--- Input data ---

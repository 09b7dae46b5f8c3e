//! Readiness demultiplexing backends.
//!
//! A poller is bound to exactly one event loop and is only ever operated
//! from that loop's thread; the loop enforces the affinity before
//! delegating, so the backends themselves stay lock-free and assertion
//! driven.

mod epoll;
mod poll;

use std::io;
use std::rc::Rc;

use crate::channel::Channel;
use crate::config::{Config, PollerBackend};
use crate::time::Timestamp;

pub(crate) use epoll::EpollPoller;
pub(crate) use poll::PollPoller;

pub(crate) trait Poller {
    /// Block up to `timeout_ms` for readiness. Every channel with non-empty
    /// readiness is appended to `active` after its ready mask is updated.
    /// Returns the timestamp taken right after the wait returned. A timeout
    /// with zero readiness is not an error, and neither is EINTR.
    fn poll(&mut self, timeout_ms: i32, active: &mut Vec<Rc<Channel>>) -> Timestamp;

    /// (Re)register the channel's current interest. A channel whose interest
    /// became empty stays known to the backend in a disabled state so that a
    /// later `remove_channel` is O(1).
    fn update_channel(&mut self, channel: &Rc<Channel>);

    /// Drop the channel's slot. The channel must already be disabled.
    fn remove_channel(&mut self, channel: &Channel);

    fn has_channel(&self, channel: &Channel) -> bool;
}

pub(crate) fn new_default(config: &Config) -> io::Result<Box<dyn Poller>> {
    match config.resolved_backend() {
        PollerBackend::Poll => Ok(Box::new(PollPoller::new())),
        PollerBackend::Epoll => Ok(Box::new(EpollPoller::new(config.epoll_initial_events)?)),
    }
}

---
--- Input data ---

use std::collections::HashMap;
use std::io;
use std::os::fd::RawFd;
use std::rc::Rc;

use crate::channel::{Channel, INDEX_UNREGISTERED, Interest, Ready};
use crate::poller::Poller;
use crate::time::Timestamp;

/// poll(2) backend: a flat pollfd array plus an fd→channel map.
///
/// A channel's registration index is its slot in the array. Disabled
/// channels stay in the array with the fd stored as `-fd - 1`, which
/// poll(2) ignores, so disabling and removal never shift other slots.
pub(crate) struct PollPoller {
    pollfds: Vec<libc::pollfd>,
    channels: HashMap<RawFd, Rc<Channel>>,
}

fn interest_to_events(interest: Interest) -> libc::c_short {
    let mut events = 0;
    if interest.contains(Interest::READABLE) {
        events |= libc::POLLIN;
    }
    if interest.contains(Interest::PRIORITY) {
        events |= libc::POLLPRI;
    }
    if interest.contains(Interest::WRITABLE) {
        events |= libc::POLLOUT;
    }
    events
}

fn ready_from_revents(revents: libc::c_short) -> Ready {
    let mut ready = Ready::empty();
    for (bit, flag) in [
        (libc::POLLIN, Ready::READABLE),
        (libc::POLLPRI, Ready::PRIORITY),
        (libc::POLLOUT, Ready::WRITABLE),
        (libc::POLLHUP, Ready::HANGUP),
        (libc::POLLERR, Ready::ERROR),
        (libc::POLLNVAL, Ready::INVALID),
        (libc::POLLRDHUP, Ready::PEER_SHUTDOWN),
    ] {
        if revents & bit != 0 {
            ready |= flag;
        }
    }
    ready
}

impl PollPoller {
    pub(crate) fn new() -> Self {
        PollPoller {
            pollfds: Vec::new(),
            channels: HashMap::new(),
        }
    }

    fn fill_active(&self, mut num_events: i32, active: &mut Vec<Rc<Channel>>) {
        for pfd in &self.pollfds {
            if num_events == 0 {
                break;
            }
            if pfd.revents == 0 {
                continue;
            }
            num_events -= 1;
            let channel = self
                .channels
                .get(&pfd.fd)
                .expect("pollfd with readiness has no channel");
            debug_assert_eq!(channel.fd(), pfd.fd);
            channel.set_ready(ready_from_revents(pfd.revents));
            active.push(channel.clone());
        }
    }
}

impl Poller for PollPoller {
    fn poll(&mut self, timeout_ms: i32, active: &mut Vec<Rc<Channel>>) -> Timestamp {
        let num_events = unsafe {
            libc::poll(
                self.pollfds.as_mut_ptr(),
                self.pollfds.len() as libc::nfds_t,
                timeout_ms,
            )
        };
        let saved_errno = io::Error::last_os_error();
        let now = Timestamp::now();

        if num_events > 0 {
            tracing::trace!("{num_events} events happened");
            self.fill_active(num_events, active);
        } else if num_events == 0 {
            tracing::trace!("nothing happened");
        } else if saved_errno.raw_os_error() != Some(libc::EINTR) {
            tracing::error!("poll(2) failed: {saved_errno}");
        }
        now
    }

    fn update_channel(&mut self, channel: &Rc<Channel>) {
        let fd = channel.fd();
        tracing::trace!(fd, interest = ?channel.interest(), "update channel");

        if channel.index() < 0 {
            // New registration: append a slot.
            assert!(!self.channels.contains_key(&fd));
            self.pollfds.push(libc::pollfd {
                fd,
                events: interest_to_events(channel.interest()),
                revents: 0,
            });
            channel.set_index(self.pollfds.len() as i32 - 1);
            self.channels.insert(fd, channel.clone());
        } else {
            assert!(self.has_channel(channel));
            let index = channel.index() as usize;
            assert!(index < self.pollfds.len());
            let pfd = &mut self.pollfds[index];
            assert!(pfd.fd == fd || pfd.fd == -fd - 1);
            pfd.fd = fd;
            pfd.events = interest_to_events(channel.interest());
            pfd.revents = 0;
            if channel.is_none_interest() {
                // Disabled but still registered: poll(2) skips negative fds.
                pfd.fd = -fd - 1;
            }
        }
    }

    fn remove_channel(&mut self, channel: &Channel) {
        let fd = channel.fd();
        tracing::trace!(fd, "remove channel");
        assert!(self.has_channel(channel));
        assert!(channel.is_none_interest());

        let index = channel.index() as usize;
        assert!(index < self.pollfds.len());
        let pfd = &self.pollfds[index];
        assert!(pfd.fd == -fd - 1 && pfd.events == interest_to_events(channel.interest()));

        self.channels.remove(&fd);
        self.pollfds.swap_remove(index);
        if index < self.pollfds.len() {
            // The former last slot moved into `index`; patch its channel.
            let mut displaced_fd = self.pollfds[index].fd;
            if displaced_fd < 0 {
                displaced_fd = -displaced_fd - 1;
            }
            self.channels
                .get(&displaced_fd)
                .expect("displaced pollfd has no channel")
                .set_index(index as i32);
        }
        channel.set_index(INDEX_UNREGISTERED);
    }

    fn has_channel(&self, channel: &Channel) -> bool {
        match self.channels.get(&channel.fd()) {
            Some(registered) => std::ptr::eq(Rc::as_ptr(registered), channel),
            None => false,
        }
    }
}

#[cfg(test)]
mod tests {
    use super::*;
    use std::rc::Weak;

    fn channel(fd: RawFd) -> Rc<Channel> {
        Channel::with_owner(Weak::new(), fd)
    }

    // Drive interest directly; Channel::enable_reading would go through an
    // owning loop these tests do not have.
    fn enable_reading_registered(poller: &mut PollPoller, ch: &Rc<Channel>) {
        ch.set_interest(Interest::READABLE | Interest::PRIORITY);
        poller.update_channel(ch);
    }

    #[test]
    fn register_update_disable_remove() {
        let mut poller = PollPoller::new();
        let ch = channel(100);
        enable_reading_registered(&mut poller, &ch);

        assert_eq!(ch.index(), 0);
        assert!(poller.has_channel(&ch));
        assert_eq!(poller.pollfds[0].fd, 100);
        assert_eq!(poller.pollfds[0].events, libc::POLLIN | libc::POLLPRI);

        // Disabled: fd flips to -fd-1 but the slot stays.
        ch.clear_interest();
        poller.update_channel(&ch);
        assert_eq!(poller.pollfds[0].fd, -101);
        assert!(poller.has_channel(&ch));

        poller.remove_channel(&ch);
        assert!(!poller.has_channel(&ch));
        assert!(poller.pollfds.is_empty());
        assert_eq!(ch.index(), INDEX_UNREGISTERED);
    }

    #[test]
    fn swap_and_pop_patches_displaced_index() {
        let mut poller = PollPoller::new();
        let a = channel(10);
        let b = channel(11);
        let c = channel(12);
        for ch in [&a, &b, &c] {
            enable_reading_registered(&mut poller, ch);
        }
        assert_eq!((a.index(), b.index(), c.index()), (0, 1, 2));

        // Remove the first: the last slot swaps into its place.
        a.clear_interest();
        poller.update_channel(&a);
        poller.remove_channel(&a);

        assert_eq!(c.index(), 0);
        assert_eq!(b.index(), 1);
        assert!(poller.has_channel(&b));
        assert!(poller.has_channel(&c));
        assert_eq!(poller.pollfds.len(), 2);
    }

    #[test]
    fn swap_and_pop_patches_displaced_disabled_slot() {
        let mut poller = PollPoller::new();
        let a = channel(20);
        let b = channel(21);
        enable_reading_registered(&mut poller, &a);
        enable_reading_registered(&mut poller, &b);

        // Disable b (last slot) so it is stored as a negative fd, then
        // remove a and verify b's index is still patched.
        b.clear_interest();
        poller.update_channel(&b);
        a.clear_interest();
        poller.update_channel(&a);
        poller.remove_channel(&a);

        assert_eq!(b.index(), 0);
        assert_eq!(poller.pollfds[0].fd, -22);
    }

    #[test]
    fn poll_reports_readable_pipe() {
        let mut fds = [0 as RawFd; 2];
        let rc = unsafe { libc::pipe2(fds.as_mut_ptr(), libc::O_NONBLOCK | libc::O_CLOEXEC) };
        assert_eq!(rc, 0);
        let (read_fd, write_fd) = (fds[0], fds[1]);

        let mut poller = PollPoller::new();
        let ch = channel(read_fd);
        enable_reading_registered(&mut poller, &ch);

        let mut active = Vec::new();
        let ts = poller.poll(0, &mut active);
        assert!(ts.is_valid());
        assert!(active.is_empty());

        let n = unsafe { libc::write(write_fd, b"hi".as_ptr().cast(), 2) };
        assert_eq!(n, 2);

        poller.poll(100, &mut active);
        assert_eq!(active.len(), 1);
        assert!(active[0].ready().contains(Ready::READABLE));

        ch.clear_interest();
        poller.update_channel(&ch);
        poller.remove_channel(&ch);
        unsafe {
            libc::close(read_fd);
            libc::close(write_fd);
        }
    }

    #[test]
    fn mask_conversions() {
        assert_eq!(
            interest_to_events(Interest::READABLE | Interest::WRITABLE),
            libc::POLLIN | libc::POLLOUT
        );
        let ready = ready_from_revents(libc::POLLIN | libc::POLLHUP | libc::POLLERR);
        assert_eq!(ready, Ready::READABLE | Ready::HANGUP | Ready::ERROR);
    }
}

---
--- Input data ---

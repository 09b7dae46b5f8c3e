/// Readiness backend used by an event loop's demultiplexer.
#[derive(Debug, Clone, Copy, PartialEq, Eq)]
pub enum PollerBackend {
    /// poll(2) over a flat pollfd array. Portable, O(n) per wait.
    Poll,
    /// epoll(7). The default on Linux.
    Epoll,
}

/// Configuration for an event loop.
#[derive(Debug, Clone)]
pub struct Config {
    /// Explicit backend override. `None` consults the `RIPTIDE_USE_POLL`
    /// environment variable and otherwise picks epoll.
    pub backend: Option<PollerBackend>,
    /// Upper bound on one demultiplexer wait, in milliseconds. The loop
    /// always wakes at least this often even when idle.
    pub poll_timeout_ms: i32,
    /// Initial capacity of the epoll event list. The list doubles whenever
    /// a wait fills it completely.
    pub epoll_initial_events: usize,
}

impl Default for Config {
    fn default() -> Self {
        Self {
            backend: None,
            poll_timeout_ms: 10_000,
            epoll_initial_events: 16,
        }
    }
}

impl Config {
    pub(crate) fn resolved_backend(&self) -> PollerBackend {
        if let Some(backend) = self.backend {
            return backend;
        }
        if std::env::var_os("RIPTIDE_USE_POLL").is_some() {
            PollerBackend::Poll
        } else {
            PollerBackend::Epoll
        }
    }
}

---

State only how many lines above hold the string "else".

* **Written solution**: 4